2. No Performance is Free

Matthew Watts, director of music & marketing at Hard Rock Hotels & Casinos, said he is frequently surprised at how often event coordinators don’t provide fair compensation to their performers. In fact, when asked what he believes to be among the greatest challenges hotels may face in booking acts, he said the cost of the music is always a surprise for newcomers.

“Unless you have booked live talent before, it’s sometimes alarming how much artists get paid at first glance,” Watts said. “It’s their craft, full or part time, and booking a band for $100 isn’t the market value.”

Holding events with consistent regularity can help create a local scene, as well as drum up expectations.

3. Have a Consistent Schedule

“Anything you can do in repetition, or make it a regular thing, is good and will make people want to come back,” Bucherie said. While Kimpton hosts nightly music performances at many of its properties, Bucherie said that hotels willing to host live music should do so with some degree of regularity, even if it is weekly, bi-weekly or monthly.

“I’m a big believer in scheduling things and making events happen consistently,” Bucherie said. “It helps drive traffic, and it makes people want to come back regularly. If you are more sporadic in your scheduling your property may not get as big of a draw.”

4. Remember Your Performers

Hotel operators can often get lost in the hustle of setting up for events and minding the needs of their guests that they can sometimes forget that the performers count as guests as well, even if they are getting paid. Watts said this is a crucial aspect of event planning, and that it is the hotel’s job to ensure an artist is treated well so they are excited to return.

“As a hospitality brand it should be your number one concern,” he said. “We hosted Imagine Dragons at our Riviera Maya property. That’s a touring Grammy Award-winning artist, and we had to be prepared to give them the tools they needed to stage a great show.

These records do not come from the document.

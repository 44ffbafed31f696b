//! Record handles and deferred mutations.
//!
//! A [`Record`] is a shared handle to the cached state of one row. Mutations
//! are never applied to a handle directly: `prepare_*` methods build a
//! [`PreparedRecord`] describing the new raw, and
//! [`Database::batch`](crate::Database::batch) commits a list of them
//! atomically inside an action.

use crate::adapter::BatchOperation;
use crate::change_tracker::{mark_deleted, track_write};
use crate::raw::{ChangedColumns, RawRecord, SyncStatus};
use crate::schema::TableSchema;
use crate::{error::Result, Error, RecordId};
use parking_lot::RwLock;
use serde_json::Value;
use std::collections::BTreeSet;
use std::sync::atomic::{AtomicBool, Ordering};
use std::sync::Arc;

#[derive(Debug)]
struct RecordInner {
    id: RecordId,
    table: Arc<TableSchema>,
    raw: RwLock<RawRecord>,
    /// Set while a prepared update of this record is not committed yet
    pending_update: AtomicBool,
}

/// Shared handle to one record.
///
/// Clones refer to the same record; the identity map hands out one handle
/// per record.
#[derive(Debug, Clone)]
pub struct Record {
    inner: Arc<RecordInner>,
}

impl Record {
    pub(crate) fn from_raw(table: Arc<TableSchema>, raw: RawRecord) -> Self {
        Self {
            inner: Arc::new(RecordInner {
                id: raw.id.clone(),
                table,
                raw: RwLock::new(raw),
                pending_update: AtomicBool::new(false),
            }),
        }
    }

    pub fn id(&self) -> &str {
        &self.inner.id
    }

    pub fn table(&self) -> &str {
        &self.inner.table.name
    }

    pub fn status(&self) -> SyncStatus {
        self.inner.raw.read().status
    }

    pub fn changed(&self) -> ChangedColumns {
        self.inner.raw.read().changed.clone()
    }

    /// Value of a column.
    pub fn get(&self, column: &str) -> Option<Value> {
        self.inner.raw.read().get(column).cloned()
    }

    /// Copy of the current raw.
    pub fn raw(&self) -> RawRecord {
        self.inner.raw.read().clone()
    }

    /// Whether both handles refer to the same record.
    pub fn same_as(&self, other: &Record) -> bool {
        Arc::ptr_eq(&self.inner, &other.inner)
    }

    /// Whether a prepared modification of this record awaits its batch.
    pub fn has_pending_update(&self) -> bool {
        self.inner.pending_update.load(Ordering::Acquire)
    }

    pub(crate) fn set_raw(&self, raw: RawRecord) {
        *self.inner.raw.write() = raw;
    }

    /// Prepare an update built by `builder`.
    ///
    /// Written columns are validated against the schema and tracked as
    /// changed. Fails if the record already has a prepared, uncommitted
    /// modification, or if it is marked as deleted.
    pub fn prepare_update<F>(&self, builder: F) -> Result<PreparedRecord>
    where
        F: FnOnce(&mut RecordDraft<'_>) -> Result<()>,
    {
        self.prepare(PreparedKind::Update, |raw, table| {
            let mut draft = RecordDraft::new(table, raw.clone());
            builder(&mut draft)?;
            let written = draft.written;
            let mut next = draft.raw;
            track_write(&table.name, &mut next, written.iter().map(String::as_str))?;
            Ok(next)
        })
    }

    /// Prepare marking this record as deleted. The tombstone stays until the
    /// deletion is pushed.
    pub fn prepare_mark_as_deleted(&self) -> Result<PreparedRecord> {
        self.prepare(PreparedKind::MarkAsDeleted, |raw, _| {
            let mut next = raw.clone();
            mark_deleted(&mut next);
            Ok(next)
        })
    }

    /// Prepare removing this record without leaving a tombstone. The
    /// deletion will not be synced.
    pub fn prepare_destroy_permanently(&self) -> Result<PreparedRecord> {
        let raw = self.raw();
        self.claim()?;
        Ok(PreparedRecord::new(PreparedKind::DestroyPermanently, raw, self.clone()))
    }

    fn prepare<F>(&self, kind: PreparedKind, build: F) -> Result<PreparedRecord>
    where
        F: FnOnce(&RawRecord, &TableSchema) -> Result<RawRecord>,
    {
        let current = self.raw();
        if current.status == SyncStatus::Deleted {
            return Err(Error::ModifyDeleted {
                table: self.table().to_string(),
                id: self.inner.id.clone(),
            });
        }

        self.claim()?;
        match build(&current, &self.inner.table) {
            Ok(raw) => Ok(PreparedRecord::new(kind, raw, self.clone())),
            Err(e) => {
                self.release();
                Err(e)
            }
        }
    }

    fn claim(&self) -> Result<()> {
        if self.inner.pending_update.swap(true, Ordering::AcqRel) {
            return Err(Error::PendingUpdate {
                table: self.table().to_string(),
                id: self.inner.id.clone(),
            });
        }
        Ok(())
    }

    fn release(&self) {
        self.inner.pending_update.store(false, Ordering::Release);
    }
}

/// Mutable view of a raw handed to update and create builders.
#[derive(Debug)]
pub struct RecordDraft<'a> {
    table: &'a TableSchema,
    raw: RawRecord,
    written: BTreeSet<String>,
}

impl<'a> RecordDraft<'a> {
    pub(crate) fn new(table: &'a TableSchema, raw: RawRecord) -> Self {
        Self {
            table,
            raw,
            written: BTreeSet::new(),
        }
    }

    pub fn id(&self) -> &str {
        &self.raw.id
    }

    pub fn get(&self, column: &str) -> Option<&Value> {
        self.raw.columns.get(column)
    }

    /// Write a column value, checked against the schema.
    pub fn set(&mut self, column: &str, value: Value) -> Result<()> {
        let schema = self.table.column(column).ok_or_else(|| Error::UnknownColumn {
            table: self.table.name.clone(),
            column: column.to_string(),
        })?;
        schema.validate(&value)?;
        self.raw.columns.insert(column.to_string(), value);
        self.written.insert(column.to_string());
        Ok(())
    }

    pub(crate) fn into_raw(self) -> RawRecord {
        self.raw
    }
}

/// What a prepared record does when committed.
#[derive(Debug, Clone, Copy, PartialEq, Eq)]
pub enum PreparedKind {
    Create,
    Update,
    MarkAsDeleted,
    DestroyPermanently,
}

/// A mutation waiting for [`Database::batch`](crate::Database::batch).
///
/// Dropping it without committing releases the record for new prepared
/// modifications.
#[derive(Debug)]
pub struct PreparedRecord {
    kind: PreparedKind,
    raw: RawRecord,
    record: Record,
}

impl PreparedRecord {
    pub(crate) fn new(kind: PreparedKind, raw: RawRecord, record: Record) -> Self {
        Self { kind, raw, record }
    }

    pub fn kind(&self) -> PreparedKind {
        self.kind
    }

    pub fn table(&self) -> &str {
        self.record.table()
    }

    pub fn id(&self) -> &str {
        self.record.id()
    }

    /// Raw the record will hold once committed.
    pub fn raw(&self) -> &RawRecord {
        &self.raw
    }

    /// Handle of the affected record.
    pub fn record(&self) -> &Record {
        &self.record
    }

    pub(crate) fn to_operation(&self) -> BatchOperation {
        let table = self.table().to_string();
        match self.kind {
            PreparedKind::Create => BatchOperation::Create {
                table,
                raw: self.raw.clone(),
            },
            PreparedKind::Update => BatchOperation::Update {
                table,
                raw: self.raw.clone(),
            },
            PreparedKind::MarkAsDeleted => BatchOperation::MarkAsDeleted {
                table,
                id: self.raw.id.clone(),
            },
            PreparedKind::DestroyPermanently => BatchOperation::DestroyPermanently {
                table,
                id: self.raw.id.clone(),
            },
        }
    }
}

impl Drop for PreparedRecord {
    fn drop(&mut self) {
        if self.kind != PreparedKind::Create {
            self.record.release();
        }
    }
}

The production, all of that was our responsibility, and we needed to be passionate about that craft and they need to want to work with us to ensure it all happens seamlessly.”

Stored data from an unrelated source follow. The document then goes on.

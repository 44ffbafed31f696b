//! Error types for the Tandem engine.

use crate::{ColumnName, RecordId, SchemaVersion, TableName};
use thiserror::Error;

/// All possible errors from the Tandem engine.
#[derive(Debug, Error, Clone, PartialEq, Eq)]
pub enum Error {
    // Precondition violations
    #[error("not in action: {0}")]
    NotInAction(String),

    #[error("record {table}#{id} already has a pending update")]
    PendingUpdate { table: TableName, id: RecordId },

    #[error("cannot modify deleted record {table}#{id}")]
    ModifyDeleted { table: TableName, id: RecordId },

    #[error("invalid record id: {0}")]
    InvalidRecordId(String),

    #[error("unknown column '{column}' in table {table}")]
    UnknownColumn { table: TableName, column: ColumnName },

    #[error("type mismatch for column '{column}': expected {expected}, got {got}")]
    TypeMismatch {
        column: ColumnName,
        expected: String,
        got: String,
    },

    // Lookup and storage errors
    #[error("table not found: {0}")]
    TableNotFound(TableName),

    #[error("record not found: {table}#{id}")]
    RecordNotFound { table: TableName, id: RecordId },

    #[error("record already exists: {table}#{id}")]
    RecordAlreadyExists { table: TableName, id: RecordId },

    #[error("storage error: {0}")]
    Storage(String),

    #[error("invalid snapshot: {0}")]
    InvalidSnapshot(String),

    #[error("schema version mismatch: expected {expected}, got {actual}")]
    SchemaVersionMismatch {
        expected: SchemaVersion,
        actual: SchemaVersion,
    },

    // Sync errors
    #[error(
        "concurrent synchronization is not allowed: another synchronize() committed \
         or is running, this one was aborted before writing to the local database"
    )]
    ConcurrentSync,

    #[error("remote error: {0}")]
    Remote(String),
}

impl Error {
    /// Whether this error is a violated precondition (a caller bug, not retried).
    pub fn is_precondition(&self) -> bool {
        matches!(
            self,
            Error::NotInAction(_)
                | Error::PendingUpdate { .. }
                | Error::ModifyDeleted { .. }
                | Error::InvalidRecordId(_)
                | Error::UnknownColumn { .. }
                | Error::TypeMismatch { .. }
        )
    }

    /// Whether retrying the whole operation later may succeed.
    ///
    /// Sync is safely re-driveable, so concurrency conflicts and transport
    /// failures are retryable.
    pub fn is_retryable(&self) -> bool {
        matches!(self, Error::ConcurrentSync | Error::Remote(_))
    }
}

/// Result type for engine operations.
pub type Result<T> = std::result::Result<T, Error>;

Don't forget to take care of the artists or everything falls apart.

That’s all well and good for Hard Rock, a brand named after a genre of music and built from the ground up to facilitate high-profile acts, but fortunately there are things smaller hotels can do to keep a strong relationship with their performers as well. For Bucherie, it comes down to treating them like a guest.

“Being live there are things that will happen outside your control,” she said. “Artists and musicians aren’t always the easiest to navigate, but I worked in music for eight years and establishing relationships with talent is key. Treat them well, make them feel important and they will feel excited to be there, driving a better performance.”

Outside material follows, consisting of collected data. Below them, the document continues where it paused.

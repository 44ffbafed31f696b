//! Wire and report types of the sync protocol.

use crate::raw::{DirtyRaw, RawRecord};
use crate::{RecordId, TableName, Timestamp};
use serde::{Deserialize, Serialize};
use std::collections::BTreeMap;
use std::ops::AddAssign;

/// Changes of one table.
#[derive(Debug, Clone, Default, PartialEq, Serialize, Deserialize)]
pub struct TableChanges {
    #[serde(default)]
    pub created: Vec<DirtyRaw>,
    #[serde(default)]
    pub updated: Vec<DirtyRaw>,
    #[serde(default)]
    pub deleted: Vec<RecordId>,
}

impl TableChanges {
    pub fn is_empty(&self) -> bool {
        self.created.is_empty() && self.updated.is_empty() && self.deleted.is_empty()
    }

    pub fn len(&self) -> usize {
        self.created.len() + self.updated.len() + self.deleted.len()
    }
}

/// Changes of a whole database, by table.
pub type SyncDatabaseChangeSet = BTreeMap<TableName, TableChanges>;

/// Response of the server to a pull.
#[derive(Debug, Clone, Default, PartialEq, Serialize, Deserialize)]
pub struct SyncPullResult {
    pub changes: SyncDatabaseChangeSet,
    /// Server time of the pull, the next `lastPulledAt`
    pub timestamp: Timestamp,
}

/// Request of a push.
#[derive(Debug, Clone, PartialEq, Serialize, Deserialize)]
#[serde(rename_all = "camelCase")]
pub struct SyncPushArgs {
    pub changes: SyncDatabaseChangeSet,
    /// Timestamp of the pull that preceded this push
    pub last_pulled_at: Timestamp,
}

/// Local changes captured for a push.
///
/// Never modified after capture: marking records as synced compares the
/// live records against it.
#[derive(Debug, Clone, Default, PartialEq)]
pub struct LocalChangeSet {
    /// Changes as sent to the server
    pub changes: SyncDatabaseChangeSet,
    /// Created and updated raws with their sync metadata, by table
    pub affected_records: BTreeMap<TableName, Vec<RawRecord>>,
    /// Last pulled at when the changes were captured
    pub last_pulled_at: Option<Timestamp>,
}

impl LocalChangeSet {
    pub fn is_empty(&self) -> bool {
        self.changes.values().all(TableChanges::is_empty)
    }

    pub fn counts(&self) -> ChangeCounts {
        ChangeCounts::of(&self.changes)
    }
}

/// Number of created, updated and deleted records in a change set.
#[derive(Debug, Clone, Copy, Default, PartialEq, Eq, Serialize, Deserialize)]
#[serde(rename_all = "camelCase")]
pub struct ChangeCounts {
    pub created: usize,
    pub updated: usize,
    pub deleted: usize,
}

impl ChangeCounts {
    pub fn of(changes: &SyncDatabaseChangeSet) -> Self {
        changes.values().fold(Self::default(), |acc, t| Self {
            created: acc.created + t.created.len(),
            updated: acc.updated + t.updated.len(),
            deleted: acc.deleted + t.deleted.len(),
        })
    }

    pub fn total(&self) -> usize {
        self.created + self.updated + self.deleted
    }
}

/// What applying remote changes did locally.
#[derive(Debug, Clone, Copy, Default, PartialEq, Eq, Serialize, Deserialize)]
#[serde(rename_all = "camelCase")]
pub struct ApplyStats {
    /// Records inserted
    pub created: usize,
    /// Synced records replaced by the server version
    pub updated: usize,
    /// Local tombstones replaced by a server record
    pub resurrected: usize,
    /// Locally modified records merged with the server version
    pub conflicts: usize,
    /// Records removed
    pub destroyed: usize,
    /// Changes with no local effect
    pub ignored: usize,
}

impl AddAssign for ApplyStats {
    fn add_assign(&mut self, other: Self) {
        self.created += other.created;
        self.updated += other.updated;
        self.resurrected += other.resurrected;
        self.conflicts += other.conflicts;
        self.destroyed += other.destroyed;
        self.ignored += other.ignored;
    }
}

/// What marking pushed changes as synced did locally.
#[derive(Debug, Clone, Copy, Default, PartialEq, Eq, Serialize, Deserialize)]
#[serde(rename_all = "camelCase")]
pub struct MarkStats {
    pub marked_synced: usize,
    /// Records modified after the push snapshot, still to be pushed
    pub left_pending: usize,
    /// Tombstones removed
    pub purged: usize,
}

impl AddAssign for MarkStats {
    fn add_assign(&mut self, other: Self) {
        self.marked_synced += other.marked_synced;
        self.left_pending += other.left_pending;
        self.purged += other.purged;
    }
}

/// Outcome of a successful synchronization.
#[derive(Debug, Clone, Copy, Default, PartialEq, Eq, Serialize, Deserialize)]
#[serde(rename_all = "camelCase")]
pub struct SyncReport {
    pub last_pulled_at: Timestamp,
    pub pulled: ChangeCounts,
    pub applied: ApplyStats,
    pub pushed: ChangeCounts,
    pub marked: MarkStats,
}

For hotels on a more modest budget, Bucherie recommends offering free appetizers from the kitchen to performers, and to set aside an area near the event space as a lounge for them to relax in for the times the hotel will hit capacity. If your hotel can nail the little details, Bucherie said your hotel can make everyone happy and have fun with it.

“I’ve handled awful rooms where performers can barely even get water, so sending them so tacos or giving out guitar pics as drink tokens are small gestures that make them feel valued and taken care of,” she said.